Hoskins v. Commonwealth

Opinion of the Court by

Judge Lassing

Reversing.

On June 1, 1910, G-arfield Hoskins shot and killed Harrison Hargis, in Beattyville, Lee County, Kentucky. Shortly thereafter he was indicted in the Lee Circuit Court for willful murder. When the case was called for trial counsel for the accused demurred to the indictments ; but this was overruled. He was three times put upon his trial, with the result that the jury failed to agree; but upon his fourth trial, held at the June term of court, 1911, he was found guilty of manslaughter, and his punishment fixed at confinement in the penitentiary for twenty-one years. He appeals and seeks a reversal because the trial court erred in refusing to sustain the demurrer to the indictment.

The ground upon which this demurrer is based is, that it is not charged in the indictment that the shooting ánd killing was feloniously done. This question has several times been before this court, and in the leading case of Kaelin v. Commonwealth, 84 Ky., 354, which was an indictment for murder, it was expressly held that the omission of this word from the indictment rendered it fatally defective. In the later ease of Stroud v. Commonwealth, 14 Rep., 179, the accused was indicted for murder. Upon a trial he was found guilty of manslaughter. The indictment did not charge that the killing was feloniously done. It was urged upon appeal *581here that, as he was found guilty of manslaughter, the defect in the indictment was cured. But upon consideration it was held that, as the crime was a common law offense, the felonious intent was a necessary ingredient, and the defect in the indictment in failing to charge that the killing was feloniously done was not cured by the verdict, the court holding “that a felonious intent is of the substance of every such (common law) offense.
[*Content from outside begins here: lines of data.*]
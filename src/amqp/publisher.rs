//! AMQP event publisher for outbound lifecycle events

use crate::amqp::messages::{
    MessageEnvelope, MessageUtils, MATCH_EVENTS_EXCHANGE, QUEUE_EVENTS_EXCHANGE,
};
use crate::error::{MatchmakingError, Result};
use crate::types::*;
use amqprs::{
    channel::{BasicPublishArguments, Channel, ExchangeDeclareArguments},
    BasicProperties,
};
use async_trait::async_trait;
use std::collections::{HashSet, VecDeque};
use std::sync::Mutex;
use std::time::Duration;
use tokio::time::sleep;
use tracing::{debug, error, info, warn};

/// Trait for publishing lifecycle events
#[async_trait]
pub trait EventPublisher: Send + Sync {
    /// Publish a queue join/leave event
    async fn publish_queue_event(&self, event: QueueEvent) -> Result<()>;

    /// Publish a match lifecycle event
    async fn publish_match_event(&self, event: MatchEvent) -> Result<()>;
}

/// Configuration for event publishing
#[derive(Debug, Clone)]
pub struct PublisherConfig {
    pub max_retries: u32,
    pub retry_delay_ms: u64,
    pub enable_deduplication: bool,
    /// Number of recent match-event keys remembered for deduplication
    pub dedup_capacity: usize,
}

impl Default for PublisherConfig {
    fn default() -> Self {
        Self {
            max_retries: 3,
            retry_delay_ms: 500,
            enable_deduplication: true,
            dedup_capacity: 10_000,
        }
    }
}

/// Recently published event keys, oldest evicted first
#[derive(Debug)]
pub struct DedupCache {
    capacity: usize,
    order: VecDeque<String>,
    seen: HashSet<String>,
}

impl DedupCache {
    pub fn new(capacity: usize) -> Self {
        Self {
            capacity: capacity.max(1),
            order: VecDeque::new(),
            seen: HashSet::new(),
        }
    }

    pub fn contains(&self, key: &str) -> bool {
        self.seen.contains(key)
    }

    pub fn insert(&mut self, key: String) {
        if !self.seen.insert(key.clone()) {
            return;
        }
        self.order.push_back(key);
        while self.order.len() > self.capacity {
            if let Some(oldest) = self.order.pop_front() {
                self.seen.remove(&oldest);
            }
        }
    }

    pub fn len(&self) -> usize {
        self.order.len()
    }

    pub fn is_empty(&self) -> bool {
        self.order.is_empty()
    }
}

/// AMQP-based event publisher implementation
pub struct AmqpEventPublisher {
    channel: Channel,
    config: PublisherConfig,
    published: Mutex<DedupCache>,
}

impl AmqpEventPublisher {
    /// Create a new event publisher and declare its exchanges
    pub async fn new(channel: Channel, config: PublisherConfig) -> Result<Self> {
        let publisher = Self {
            channel,
            published: Mutex::new(DedupCache::new(config.dedup_capacity)),
            config,
        };

        publisher.setup_exchanges().await?;

        Ok(publisher)
    }

    async fn setup_exchanges(&self) -> Result<()> {
        for exchange in [QUEUE_EVENTS_EXCHANGE, MATCH_EVENTS_EXCHANGE] {
            let args = ExchangeDeclareArguments::new(exchange, "topic");
            self.channel
                .exchange_declare(args)
                .await
                .map_err(|e| MatchmakingError::Messaging {
                    message: format!("Failed to declare exchange {}: {}", exchange, e),
                })?;
        }

        info!("Successfully set up AMQP exchanges");
        Ok(())
    }

    /// Publish to an exchange with retry. A `dedup_key` already published
    /// recently is skipped.
    async fn publish_to_exchange<T>(
        &self,
        exchange: &str,
        envelope: &MessageEnvelope<T>,
        dedup_key: Option<String>,
    ) -> Result<()>
    where
        T: serde::Serialize + serde::de::DeserializeOwned,
    {
        let dedup_key = dedup_key.filter(|_| self.config.enable_deduplication);
        if let Some(key) = &dedup_key {
            let published = self
                .published
                .lock()
                .map_err(|_| MatchmakingError::lock_poisoned("published events"))?;
            if published.contains(key) {
                debug!("Event {} already published, skipping", key);
                return Ok(());
            }
        }

        let mut retry_count = 0;
        let mut delay = Duration::from_millis(self.config.retry_delay_ms);

        loop {
            match self.try_publish(exchange, envelope).await {
                Ok(_) => {
                    if let Some(key) = dedup_key {
                        self.published
                            .lock()
                            .map_err(|_| MatchmakingError::lock_poisoned("published events"))?
                            .insert(key);
                    }

                    debug!(
                        "Published {} to {} ({})",
                        envelope.correlation_id, exchange, envelope.routing_key
                    );
                    return Ok(());
                }
                Err(e) => {
                    retry_count += 1;
                    if retry_count > self.config.max_retries {
                        error!(
                            "Failed to publish message {} after {} retries: {}",
                            envelope.correlation_id, self.config.max_retries, e
                        );
                        return Err(e);
                    }

                    warn!(
                        "Publish attempt {} failed for message {}: {}. Retrying in {:?}",
                        retry_count, envelope.correlation_id, e, delay
                    );

                    sleep(delay).await;
                    delay = Duration::from_millis((delay.as_millis() as u64 * 2).min(5000));
                }
            }
        }
    }

    async fn try_publish<T>(&self, exchange: &str, envelope: &MessageEnvelope<T>) -> Result<()>
    where
        T: serde::Serialize + serde::de::DeserializeOwned,
    {
        let payload = envelope.to_bytes()?;

        let args = BasicPublishArguments::new(exchange, &envelope.routing_key);
        let mut properties = BasicProperties::default();
        properties
            .with_message_id(&envelope.correlation_id)
            .with_timestamp(envelope.timestamp.timestamp() as u64)
            .with_content_type("application/json");

        self.channel
            .basic_publish(properties, payload, args)
            .await
            .map_err(|e| MatchmakingError::Messaging {
                message: format!("Failed to publish message: {}", e),
            })?;

        Ok(())
    }

    /// Number of remembered event keys
    pub fn cached_message_count(&self) -> usize {
        self.published
            .lock()
            .map(|cache| cache.len())
            .unwrap_or(0)
    }
}

#[async_trait]
impl EventPublisher for AmqpEventPublisher {
    async fn publish_queue_event(&self, event: QueueEvent) -> Result<()> {
        let routing_key = MessageUtils::queue_routing_key(&event);
        let envelope = MessageEnvelope::new(event, routing_key);
        self.publish_to_exchange(QUEUE_EVENTS_EXCHANGE, &envelope, None)
            .await
    }

    async fn publish_match_event(&self, event: MatchEvent) -> Result<()> {
        let routing_key = MessageUtils::match_routing_key(&event);
        let key = event.dedup_key();
        let envelope = MessageEnvelope::new(event, routing_key);
        self.publish_to_exchange(MATCH_EVENTS_EXCHANGE, &envelope, Some(key))
            .await
    }
}

/// Event publisher that records what it was given
#[derive(Debug, Default)]
pub struct MockEventPublisher {
    queue_events: std::sync::Mutex<Vec<QueueEvent>>,
    match_events: std::sync::Mutex<Vec<MatchEvent>>,
}

impl MockEventPublisher {
    pub fn new() -> Self {
        Self::default()
    }

    /// Names of every match event published so far, in order
    pub fn match_event_names(&self) -> Vec<&'static str> {
        self.match_events
            .lock()
            .map(|events| events.iter().map(MatchEvent::name).collect())
            .unwrap_or_default()
    }

    pub fn match_events(&self) -> Vec<MatchEvent> {
        self.match_events
            .lock()
            .map(|events| events.clone())
            .unwrap_or_default()
    }

    pub fn queue_events(&self) -> Vec<QueueEvent> {
        self.queue_events
            .lock()
            .map(|events| events.clone())
            .unwrap_or_default()
    }

    pub fn count(&self, name: &str) -> usize {
        self.match_event_names()
            .into_iter()
            .filter(|n| *n == name)
            .count()
    }

    pub fn clear_events(&self) {
        if let Ok(mut events) = self.match_events.lock() {
            events.clear();
        }
        if let Ok(mut events) = self.queue_events.lock() {
            events.clear();
        }
    }
}

#[async_trait]
impl EventPublisher for MockEventPublisher {
    async fn publish_queue_event(&self, event: QueueEvent) -> Result<()> {
        if let Ok(mut events) = self.queue_events.lock() {
            events.push(event);
        }
        Ok(())
    }

    async fn publish_match_event(&self, event: MatchEvent) -> Result<()> {
        if let Ok(mut events) = self.match_events.lock() {
            events.push(event);
        }
        Ok(())
    }
}

/// Publish without letting a broker failure undo a committed transition
pub async fn publish_best_effort(publisher: &dyn EventPublisher, event: MatchEvent) {
    let name = event.name();
    if let Err(e) = publisher.publish_match_event(event).await {
        warn!("Failed to publish {} event: {}", name, e);
    }
}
One can not be convicted of a felonious killing unless it is charged that it was done feloniously.” The rule announced in those opinions has been steadfastly adhered to, and is controlling.in the case at bar. The demurrer should have been sustained.

Though not particularly complained of, we find that thé instruction on self-defense was faulty, in that it only authorized the accused to act in his self-defense if he was in great danger of death or bodily harm, thus leaving it for the jury to determine whether the danger was imminent; whereas, under the repeated decisions of this court the jury should have been told that he had a right to act if it appeared to him, in the exercise of a reasonable judgment, that he was in danger, etc. Upon another trial the self-defense instruction will be modified so as to conform to this idea.

Judgment reversed and cause remanded for further proceedings consistent herewith.